→ **Records**
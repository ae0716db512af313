use serde::de::DeserializeOwned;
use serde::Serialize;
use serde_json::Value;

use quill_types::DocumentId;

use crate::error::{StoreError, StoreResult};

/// A stored document: a JSON object keyed by field name.
pub type Document = serde_json::Map<String, Value>;

/// Field under which a document's identifier is stored.
pub const ID_FIELD: &str = "_id";

/// Convert a typed record into its stored document form.
pub fn to_document<T: Serialize>(value: &T) -> StoreResult<Document> {
    match serde_json::to_value(value) {
        Ok(Value::Object(map)) => Ok(map),
        Ok(other) => Err(StoreError::Serialization(format!(
            "expected a JSON object, got {other}"
        ))),
        Err(e) => Err(StoreError::Serialization(e.to_string())),
    }
}

/// Convert a stored document back into a typed record.
pub fn from_document<T: DeserializeOwned>(document: Document) -> StoreResult<T> {
    serde_json::from_value(Value::Object(document))
        .map_err(|e| StoreError::Serialization(e.to_string()))
}

/// The document's identifier, if it carries a well-formed one.
pub fn document_id(document: &Document) -> Option<DocumentId> {
    match document.get(ID_FIELD) {
        Some(Value::String(s)) => DocumentId::from_hex(s).ok(),
        _ => None,
    }
}

/// Resolve a dotted field path (`author.name`) inside a document.
pub(crate) fn lookup_path<'a>(document: &'a Document, path: &str) -> Option<&'a Value> {
    let mut segments = path.split('.');
    let mut current = document.get(segments.next()?)?;
    for segment in segments {
        current = current.as_object()?.get(segment)?;
    }
    Some(current)
}

#[cfg(test)]
mod tests {
    use super::*;
    use serde::Deserialize;
    use serde_json::json;

    #[derive(Debug, PartialEq, Serialize, Deserialize)]
    struct Record {
        title: String,
        count: u32,
    }

    #[test]
    fn typed_roundtrip() {
        let record = Record {
            title: "hello".into(),
            count: 3,
        };
        let doc = to_document(&record).unwrap();
        assert_eq!(doc.get("title"), Some(&json!("hello")));
        let back: Record = from_document(doc).unwrap();
        assert_eq!(back, record);
    }

    #[test]
    fn non_object_values_are_rejected() {
        let err = to_document(&42u32).unwrap_err();
        assert!(matches!(err, StoreError::Serialization(_)));
    }

    #[test]
    fn document_id_parses_the_id_field() {
        let id = DocumentId::generate();
        let mut doc = Document::new();
        doc.insert(ID_FIELD.into(), json!(id.to_hex()));
        assert_eq!(document_id(&doc), Some(id));
    }

    #[test]
    fn document_id_ignores_malformed_ids() {
        let mut doc = Document::new();
        doc.insert(ID_FIELD.into(), json!("nope"));
        assert_eq!(document_id(&doc), None);
    }

    #[test]
    fn lookup_path_walks_nested_objects() {
        let doc = to_document(&json!({
            "author": { "name": "Ada", "email": "ada@example.com" }
        }))
        .unwrap();
        assert_eq!(lookup_path(&doc, "author.name"), Some(&json!("Ada")));
        assert_eq!(lookup_path(&doc, "author.missing"), None);
        assert_eq!(lookup_path(&doc, "missing.name"), None);
    }
}
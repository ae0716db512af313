use async_trait::async_trait;
use axum::extract::{FromRequest, Request};
use axum::http::header;
use axum::response::{IntoResponse, Response};
use axum::{Form, Json};
use serde::de::DeserializeOwned;

/// Body extractor accepting either JSON or urlencoded form data.
///
/// The comment form in the browser posts JSON via `fetch`, while plain HTML
/// forms post urlencoded bodies; the comments API accepts both shapes of the
/// same payload.
#[derive(Debug, Clone, Copy)]
pub struct JsonOrForm<T>(pub T);

#[async_trait]
impl<S, T> FromRequest<S> for JsonOrForm<T>
where
    S: Send + Sync,
    T: DeserializeOwned + Send,
{
    type Rejection = Response;

    async fn from_request(req: Request, state: &S) -> Result<Self, Self::Rejection> {
        let is_json = req
            .headers()
            .get(header::CONTENT_TYPE)
            .and_then(|value| value.to_str().ok())
            .is_some_and(|value| value.trim_start().starts_with("application/json"));

        if is_json {
            let Json(value) = Json::<T>::from_request(req, state)
                .await
                .map_err(IntoResponse::into_response)?;
            Ok(Self(value))
        } else {
            let Form(value) = Form::<T>::from_request(req, state)
                .await
                .map_err(IntoResponse::into_response)?;
            Ok(Self(value))
        }
    }
}
/// Errors from document store operations.
#[derive(Debug, thiserror::Error)]
pub enum StoreError {
    /// The store was accessed before a connection was established.
    /// Fatal at startup: nothing can proceed without a connection.
    #[error("store connection not established")]
    NotConnected,

    /// `connect` was called on a handle that already holds a connection.
    #[error("store connection already established")]
    AlreadyConnected,

    /// The configured endpoint names a backend this build does not support.
    #[error("unsupported store endpoint: {0}")]
    Unsupported(String),

    /// A document could not be converted to or from its typed form.
    #[error("serialization error: {0}")]
    Serialization(String),

    /// Transport or query failure in the underlying backend.
    #[error("store backend error: {0}")]
    Backend(String),
}

/// Result alias for store operations.
pub type StoreResult<T> = Result<T, StoreError>;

→ **Required work**
Each line of the listing must be output once more, exactly as shown above.

→ **The answer**
repository ae0716db512af313
use serde::de::DeserializeOwned;
use serde::Serialize;
use serde_json::Value;

use quill_types::DocumentId;

use crate::error::{StoreError, StoreResult};

/// A stored document: a JSON object keyed by field name.
pub type Document = serde_json::Map<String, Value>;

/// Field under which a document's identifier is stored.
pub const ID_FIELD: &str = "_id";

/// Convert a typed record into its stored document form.
pub fn to_document<T: Serialize>(value: &T) -> StoreResult<Document> {
    match serde_json::to_value(value) {
        Ok(Value::Object(map)) => Ok(map),
        Ok(other) => Err(StoreError::Serialization(format!(
            "expected a JSON object, got {other}"
        ))),
        Err(e) => Err(StoreError::Serialization(e.to_string())),
    }
}

/// Convert a stored document back into a typed record.
pub fn from_document<T: DeserializeOwned>(document: Document) -> StoreResult<T> {
    serde_json::from_value(Value::Object(document))
        .map_err(|e| StoreError::Serialization(e.to_string()))
}

/// The document's identifier, if it carries a well-formed one.
pub fn document_id(document: &Document) -> Option<DocumentId> {
    match document.get(ID_FIELD) {
        Some(Value::String(s)) => DocumentId::from_hex(s).ok(),
        _ => None,
    }
}

/// Resolve a dotted field path (`author.name`) inside a document.
pub(crate) fn lookup_path<'a>(document: &'a Document, path: &str) -> Option<&'a Value> {
    let mut segments = path.split('.');
    let mut current = document.get(segments.next()?)?;
    for segment in segments {
        current = current.as_object()?.get(segment)?;
    }
    Some(current)
}

#[cfg(test)]
mod tests {
    use super::*;
    use serde::Deserialize;
    use serde_json::json;

    #[derive(Debug, PartialEq, Serialize, Deserialize)]
    struct Record {
        title: String,
        count: u32,
    }

    #[test]
    fn typed_roundtrip() {
        let record = Record {
            title: "hello".into(),
            count: 3,
        };
        let doc = to_document(&record).unwrap();
        assert_eq!(doc.get("title"), Some(&json!("hello")));
        let back: Record = from_document(doc).unwrap();
        assert_eq!(back, record);
    }

    #[test]
    fn non_object_values_are_rejected() {
        let err = to_document(&42u32).unwrap_err();
        assert!(matches!(err, StoreError::Serialization(_)));
    }

    #[test]
    fn document_id_parses_the_id_field() {
        let id = DocumentId::generate();
        let mut doc = Document::new();
        doc.insert(ID_FIELD.into(), json!(id.to_hex()));
        assert_eq!(document_id(&doc), Some(id));
    }

    #[test]
    fn document_id_ignores_malformed_ids() {
        let mut doc = Document::new();
        doc.insert(ID_FIELD.into(), json!("nope"));
        assert_eq!(document_id(&doc), None);
    }

    #[test]
    fn lookup_path_walks_nested_objects() {
        let doc = to_document(&json!({
            "author": { "name": "Ada", "email": "ada@example.com" }
        }))
        .unwrap();
        assert_eq!(lookup_path(&doc, "author.name"), Some(&json!("Ada")));
        assert_eq!(lookup_path(&doc, "author.missing"), None);
        assert_eq!(lookup_path(&doc, "missing.name"), None);
    }
}
repository ae0716db512af313
use async_trait::async_trait;
use axum::extract::{FromRequest, Request};
use axum::http::header;
use axum::response::{IntoResponse, Response};
use axum::{Form, Json};
use serde::de::DeserializeOwned;

/// Body extractor accepting either JSON or urlencoded form data.
///
/// The comment form in the browser posts JSON via `fetch`, while plain HTML
/// forms post urlencoded bodies; the comments API accepts both shapes of the
/// same payload.
#[derive(Debug, Clone, Copy)]
pub struct JsonOrForm<T>(pub T);

#[async_trait]
impl<S, T> FromRequest<S> for JsonOrForm<T>
where
    S: Send + Sync,
    T: DeserializeOwned + Send,
{
    type Rejection = Response;

    async fn from_request(req: Request, state: &S) -> Result<Self, Self::Rejection> {
        let is_json = req
            .headers()
            .get(header::CONTENT_TYPE)
            .and_then(|value| value.to_str().ok())
            .is_some_and(|value| value.trim_start().starts_with("application/json"));

        if is_json {
            let Json(value) = Json::<T>::from_request(req, state)
                .await
                .map_err(IntoResponse::into_response)?;
            Ok(Self(value))
        } else {
            let Form(value) = Form::<T>::from_request(req, state)
                .await
                .map_err(IntoResponse::into_response)?;
            Ok(Self(value))
        }
    }
}
/// Errors from document store operations.
#[derive(Debug, thiserror::Error)]
pub enum StoreError {
    /// The store was accessed before a connection was established.
    /// Fatal at startup: nothing can proceed without a connection.
    #[error("store connection not established")]
    NotConnected,

    /// `connect` was called on a handle that already holds a connection.
    #[error("store connection already established")]
    AlreadyConnected,

    /// The configured endpoint names a backend this build does not support.
    #[error("unsupported store endpoint: {0}")]
    Unsupported(String),

    /// A document could not be converted to or from its typed form.
    #[error("serialization error: {0}")]
    Serialization(String),

    /// Transport or query failure in the underlying backend.
    #[error("store backend error: {0}")]
    Backend(String),
}

/// Result alias for store operations.
pub type StoreResult<T> = Result<T, StoreError>;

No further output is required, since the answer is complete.